Course includes basic notions of theory of strength of materials and structures, mathematical modeling of behavior of materials and structures, theory of probability and elements of statistical processing of experimental data,

**Inhomogeneous theory of elasticity**

Within the framework of the course basic mathematical models of theory of elasticity if inhomogeneous bodies, methods of solving of problems of theory of elasticity of inhomogeneous bodies are studied. We study basic notions of theory of elasticity of inhomogeneous bodies, in particular, notions of thermosensitive body, stress, the Duhamel-Newmann law, etc.

**Pedagogy and methods of teaching of mathematics at school**

History of pedagogy, main technique of solving problems of elementary mathematics, methods of teaching mathematics at school, notions of pedagogy (didactics, forms of teaching, etc.) are studied.

**Dynamics of bounded volume of liquid**

The course includes basic methods of investigation of kinematical and dynamical characteristics of objects, which include to their content reservoirs with liquid, pipelines, hypothesis, mathematical statements of typical problems, directions of practical application of results in engineering practice.

**Modern problems of continuum mechanics**

The course includes problems, theoretical background of creation of new promising composite materials and methods of prediction and optimization of mechanical behavior of composites, including nanomaterials, supplementary sections of failure mechanics, in particular, limiting strength of metals and alloys and their influence on methods of determination of limiting values of deformations and stresses in structure elements, created from new promising composite materials, under action of thermal and force factors.

**Mathematical models in continuum mechanics**

The course includes description of main problems and objects of continuum mechanics, basic mathematical statements of problems, methods for investigation of kinematical and dynamical characteristics of objects, directions of practical application of results in engineering practice. Mainly the course is based on variational methods of mathematical physics and methods of nonlinear mechanics.

**Modern models of turbulence and numerical hydrodynamics**

The course includes studying main modern models of turbulence and numerical grid algorithms, which are aimed at solving problems of numerical hydrodynamics on computer.

**Theory of plasticity**

The course deals with studying basic mathematical models of plasticity in rigid bodies, methods of solving problems of plasticity, basic notions of theory of plasticity, namely, notion of loading surface, loading trajectory, stress, plastic deformation, etc.

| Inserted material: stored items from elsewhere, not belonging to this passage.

//! Raster canvas and shape primitives.
//!
//! Geometry is built with `kurbo` shapes and rasterized by `tiny-skia`.
//! Outlines sit inside the shape's box: the stroke path is inset by half
//! the stroke width.

use crate::error::{Error, Result};
use kurbo::{PathEl, Shape};
use promo_core::gradient::row_color;
use promo_core::model::{Bounds, Color, Point, Stroke, StrokeCap, StrokeJoin};
use std::path::Path;
use tiny_skia::{
    FillRule, LineCap, LineJoin, Paint, PathBuilder, Pixmap, PixmapPaint, Rect, Transform,
};

/// Curve flattening tolerance handed to kurbo.
const TOLERANCE: f64 = 0.1;

/// How shape colors with alpha < 255 are treated.
#[derive(Debug, Clone, Copy, PartialEq, Eq, Default)]
pub enum PixelMode {
    /// Opaque surface: shape alpha is ignored. Translucency only enters
    /// through `Canvas::compose`.
    #[default]
    Rgb,
    /// Shape colors blend by their alpha.
    Rgba,
}

#[derive(Debug, Clone, Copy, PartialEq, Eq, Default)]
pub enum ImageFormat {
    #[default]
    Png,
}

/// A fixed-size raster surface.
pub struct Canvas {
    pixmap: Pixmap,
    mode: PixelMode,
}

impl std::fmt::Debug for Canvas {
    fn fmt(&self, f: &mut std::fmt::Formatter<'_>) -> std::fmt::Result {
        f.debug_struct("Canvas")
            .field("width", &self.width())
            .field("height", &self.height())
            .field("mode", &self.mode)
            .finish()
    }
}

impl Canvas {
    /// Allocate an opaque canvas filled with `background`.
    ///
    /// # Errors
    /// Returns `InvalidDimensions` if either side is zero.
    pub fn create(width: u32, height: u32, background: Color) -> Result<Self> {
        Self::with_mode(width, height, background, PixelMode::Rgb)
    }

    /// Allocate a canvas with an explicit pixel mode.
    ///
    /// # Errors
    /// Returns `InvalidDimensions` if either side is zero or too large.
    pub fn with_mode(width: u32, height: u32, background: Color, mode: PixelMode) -> Result<Self> {
        let mut pixmap =
            Pixmap::new(width, height).ok_or(Error::InvalidDimensions { width, height })?;
        let background = match mode {
            PixelMode::Rgb => background.opaque(),
            PixelMode::Rgba => background,
        };
        pixmap.fill(to_skia_color(background));
        Ok(Self { pixmap, mode })
    }

    pub fn width(&self) -> u32 {
        self.pixmap.width()
    }

    pub fn height(&self) -> u32 {
        self.pixmap.height()
    }

    /// Straight-alpha color at (x, y), or `None` outside the canvas.
    pub fn pixel(&self, x: u32, y: u32) -> Option<Color> {
        let c = self.pixmap.pixel(x, y)?.demultiply();
        Some(Color::rgba(c.red(), c.green(), c.blue(), c.alpha()))
    }

    /// Apply the pixel mode to a shape color.
    fn ink(&self, color: Color) -> Color {
        match self.mode {
            PixelMode::Rgb => color.opaque(),
            PixelMode::Rgba => color,
        }
    }

    fn paint(&self, color: Color, anti_alias: bool) -> Paint<'static> {
        let c = self.ink(color);
        let mut paint = Paint::default();
        paint.set_color_rgba8(c.r, c.g, c.b, c.a);
        paint.anti_alias = anti_alias;
        paint
    }

    pub(crate) fn fill_path(&mut self, path: &tiny_skia::Path, color: Color, anti_alias: bool) {
        let paint = self.paint(color, anti_alias);
        self.pixmap
            .fill_path(path, &paint, FillRule::Winding, Transform::identity(), None);
    }

    fn fill_shape(&mut self, shape: &impl Shape, color: Color, anti_alias: bool) {
        if let Some(path) = to_skia_path(shape) {
            self.fill_path(&path, color, anti_alias);
        }
    }

    fn stroke_shape(&mut self, shape: &impl Shape, color: Color, stroke: Stroke) {
        if stroke.width <= 0.0 {
            return;
        }
        if let Some(path) = to_skia_path(shape) {
            let paint = self.paint(color, true);
            self.pixmap
                .stroke_path(&path, &paint, &to_skia_stroke(stroke), Transform::identity(), None);
        }
    }

    // ─── Primitives ──────────────────────────────────────────────────────

    /// Paint an axis-aligned rectangle, optionally with rounded corners.
    ///
    /// No-op when both `fill` and `outline` are `None`. A radius larger than
    /// half the shorter side is clamped to it. Square-cornered fills are
    /// painted without anti-aliasing so edges land on whole pixels.
    pub fn draw_rectangle(
        &mut self,
        bounds: Bounds,
        fill: Option<Color>,
        outline: Option<Color>,
        stroke_width: f32,
        corner_radius: f32,
    ) {
        if bounds.is_empty() {
            return;
        }
        let radius = clamp_radius(bounds, corner_radius);

        if let Some(color) = fill {
            if radius > 0.0 {
                self.fill_shape(&rounded_rect(bounds, radius), color, true);
            } else {
                self.fill_shape(&to_kurbo_rect(bounds), color, false);
            }
        }

        if let Some(color) = outline {
            let half = stroke_width / 2.0;
            let inner = bounds.inset(half);
            let inner_radius = (radius - half).max(0.0);
            let stroke = Stroke::new(stroke_width);
            if inner_radius > 0.0 {
                self.stroke_shape(&rounded_rect(inner, inner_radius), color, stroke);
            } else {
                self.stroke_shape(&to_kurbo_rect(inner), color, stroke);
            }
        }
    }

    /// Paint the ellipse inscribed in `bounds`.
    pub fn draw_ellipse(
        &mut self,
        bounds: Bounds,
        fill: Option<Color>,
        outline: Option<Color>,
        stroke_width: f32,
    ) {
        if bounds.is_empty() {
            return;
        }
        if let Some(color) = fill {
            self.fill_shape(&kurbo::Ellipse::from_rect(to_kurbo_rect(bounds)), color, true);
        }
        if let Some(color) = outline {
            let inner = bounds.inset(stroke_width / 2.0);
            self.stroke_shape(
                &kurbo::Ellipse::from_rect(to_kurbo_rect(inner)),
                color,
                Stroke::new(stroke_width),
            );
        }
    }

    /// Paint an arc of the ellipse inscribed in `bounds`, from `start_deg`
    /// to `end_deg` measured clockwise from three o'clock. An end angle
    /// before the start wraps forward by whole turns.
    pub fn draw_arc(
        &mut self,
        bounds: Bounds,
        start_deg: f32,
        end_deg: f32,
        color: Color,
        width: f32,
    ) {
        let inner = bounds.inset(width / 2.0);
        let sweep = arc_sweep(start_deg, end_deg);
        if inner.is_empty() || sweep <= 0.0 {
            return;
        }
        let (cx, cy) = inner.center();
        let arc = kurbo::Arc {
            center: kurbo::Point::new(cx as f64, cy as f64),
            radii: kurbo::Vec2::new(inner.width as f64 / 2.0, inner.height as f64 / 2.0),
            start_angle: (start_deg as f64).to_radians(),
            sweep_angle: (sweep as f64).to_radians(),
            x_rotation: 0.0,
        };
        self.stroke_shape(&arc, color, Stroke::new(width));
    }

    /// Paint connected segments through `points`. Fewer than two points is
    /// a no-op.
    pub fn draw_polyline(&mut self, points: &[Point], color: Color, stroke: Stroke) {
        let [first, rest @ ..] = points else {
            return;
        };
        if rest.is_empty() {
            return;
        }
        let mut path = kurbo::BezPath::new();
        path.move_to(to_kurbo_point(*first));
        for p in rest {
            path.line_to(to_kurbo_point(*p));
        }
        self.stroke_shape(&path, color, stroke);
    }

    /// Fill `bounds` one row at a time, blending `top` into `bottom`.
    ///
    /// Row `y` gets `row_color(top, bottom, y - y0, y1 - y0)`; rows are
    /// painted without anti-aliasing.
    pub fn fill_vertical_gradient(&mut self, bounds: Bounds, top: Color, bottom: Color) {
        let y0 = bounds.y.max(0.0).floor() as u32;
        let y1 = (bounds.bottom().ceil() as u32).min(self.height());
        if y1 <= y0 {
            return;
        }
        let span = y1 - y0;
        for y in y0..y1 {
            let color = row_color(top, bottom, y - y0, span);
            if let Some(row) = Rect::from_xywh(bounds.x, y as f32, bounds.width, 1.0) {
                let paint = self.paint(color, false);
                self.pixmap
                    .fill_rect(row, &paint, Transform::identity(), None);
            }
        }
    }

    /// Alpha-blend a full-frame `overlay` onto this canvas.
    pub fn compose(&mut self, overlay: &Canvas, overlay_opacity: f32) {
        let paint = PixmapPaint {
            opacity: overlay_opacity.clamp(0.0, 1.0),
            ..PixmapPaint::default()
        };
        self.pixmap.draw_pixmap(
            0,
            0,
            overlay.pixmap.as_ref(),
            &paint,
            Transform::identity(),
            None,
        );
    }

    /// Compose a uniform `color` over the whole canvas, using its alpha as
    /// the overlay opacity.
    ///
    /// # Errors
    /// Fails only if the overlay cannot be allocated.
    pub fn scrim(&mut self, color: Color) -> Result<()> {
        let overlay = Canvas::with_mode(self.width(), self.height(), color.opaque(), PixelMode::Rgba)?;
        self.compose(&overlay, color.a as f32 / 255.0);
        Ok(())
    }

    // ─── Persistence ─────────────────────────────────────────────────────

    /// Encode and write the canvas to `path`.
    ///
    /// # Errors
    /// Returns `Io` if the destination is unwritable, `Encode` if encoding fails.
    pub fn save(&self, path: impl AsRef<Path>, format: ImageFormat) -> Result<()> {
        let path = path.as_ref();
        let bytes = match format {
            ImageFormat::Png => self.pixmap.encode_png().map_err(|e| Error::Encode {
                path: path.to_path_buf(),
                message: e.to_string(),
            })?,
        };
        std::fs::write(path, bytes).map_err(|source| Error::Io {
            path: path.to_path_buf(),
            source,
        })?;
        log::debug!("saved {}x{} canvas to {}", self.width(), self.height(), path.display());
        Ok(())
    }

    /// Read a PNG written by `save`.
    ///
    /// The pixel mode is `Rgb` when every pixel is opaque.
    ///
    /// # Errors
    /// Returns `Io` if the file cannot be read, `Decode` if it is not a PNG.
    pub fn load_png(path: impl AsRef<Path>) -> Result<Self> {
        let path = path.as_ref();
        let bytes = std::fs::read(path).map_err(|source| Error::Io {
            path: path.to_path_buf(),
            source,
        })?;
        let pixmap = Pixmap::decode_png(&bytes).map_err(|e| Error::Decode {
            path: path.to_path_buf(),
            message: e.to_string(),
        })?;
        let mode = if pixmap.pixels().iter().all(|p| p.alpha() == 255) {
            PixelMode::Rgb
        } else {
            PixelMode::Rgba
        };
        Ok(Self { pixmap, mode })
    }
}

// ─── Conversion helpers ──────────────────────────────────────────────────

fn to_skia_color(c: Color) -> tiny_skia::Color {
    tiny_skia::Color::from_rgba8(c.r, c.g, c.b, c.a)
}

fn to_skia_stroke(stroke: Stroke) -> tiny_skia::Stroke {
    tiny_skia::Stroke {
        width: stroke.width,
        line_cap: match stroke.cap {
            StrokeCap::Butt => LineCap::Butt,
            StrokeCap::Round => LineCap::Round,
            StrokeCap::Square => LineCap::Square,
        },
        line_join: match stroke.join {
            StrokeJoin::Miter => LineJoin::Miter,
            StrokeJoin::Round => LineJoin::Round,
            StrokeJoin::Bevel => LineJoin::Bevel,
        },
        ..tiny_skia::Stroke::default()
    }
}

fn to_kurbo_point(p: Point) -> kurbo::Point {
    kurbo::Point::new(p.x as f64, p.y as f64)
}

fn to_kurbo_rect(b: Bounds) -> kurbo::Rect {
    kurbo::Rect::new(
        b.x as f64,
        b.y as f64,
        b.right() as f64,
        b.bottom() as f64,
    )
}

fn rounded_rect(b: Bounds, radius: f32) -> kurbo::RoundedRect {
    kurbo::RoundedRect::from_rect(to_kurbo_rect(b), radius as f64)
}

/// Clockwise sweep in degrees from `start` to `end`, at most one turn.
/// `end` is advanced by 360 until it is not before `start`.
fn arc_sweep(start: f32, end: f32) -> f32 {
    let mut sweep = end - start;
    if sweep < 0.0 {
        sweep += 360.0 * (-sweep / 360.0).ceil();
    }
    sweep.min(360.0)
}

/// Radius limited to half the shorter side, never negative.
pub fn clamp_radius(bounds: Bounds, radius: f32) -> f32 {
    radius.min(bounds.width.min(bounds.height) / 2.0).max(0.0)
}

/// Flatten any kurbo shape into a tiny-skia path.
fn to_skia_path(shape: &impl Shape) -> Option<tiny_skia::Path> {
    let mut pb = PathBuilder::new();
    for el in shape.path_elements(TOLERANCE) {
        match el {
            PathEl::MoveTo(p) => pb.move_to(p.x as f32, p.y as f32),
            PathEl::LineTo(p) => pb.line_to(p.x as f32, p.y as f32),
            PathEl::QuadTo(c, p) => pb.quad_to(c.x as f32, c.y as f32, p.x as f32, p.y as f32),
            PathEl::CurveTo(c1, c2, p) => pb.cubic_to(
                c1.x as f32,
                c1.y as f32,
                c2.x as f32,
                c2.y as f32,
                p.x as f32,
                p.y as f32,
            ),
            PathEl::ClosePath => pb.close(),
        }
    }
    pb.finish()
}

**Numerical-analytical methods in continuum mechanics**

The course considers main numerical-analytical methods for solving basic problems of mechanics. By the example of problems of dynamics of liquid with a free surface it is shown specificity of application of methods for solving problems of algebra, calculation of quadratures, solving of transcendent equations, integration of systems of differential equations and reduction of problems of continuum mechanics to discrete models on the basis of variational methods of mathematical physics.

**Oscillation of liquid in reservoirs**

Methods of construction of applied models of dynamics of reservoirs with liquid with a free surface are under investigation. Range of application of different types of models and their properties, which are manifested for different problems and types of motion disturbance, are shown.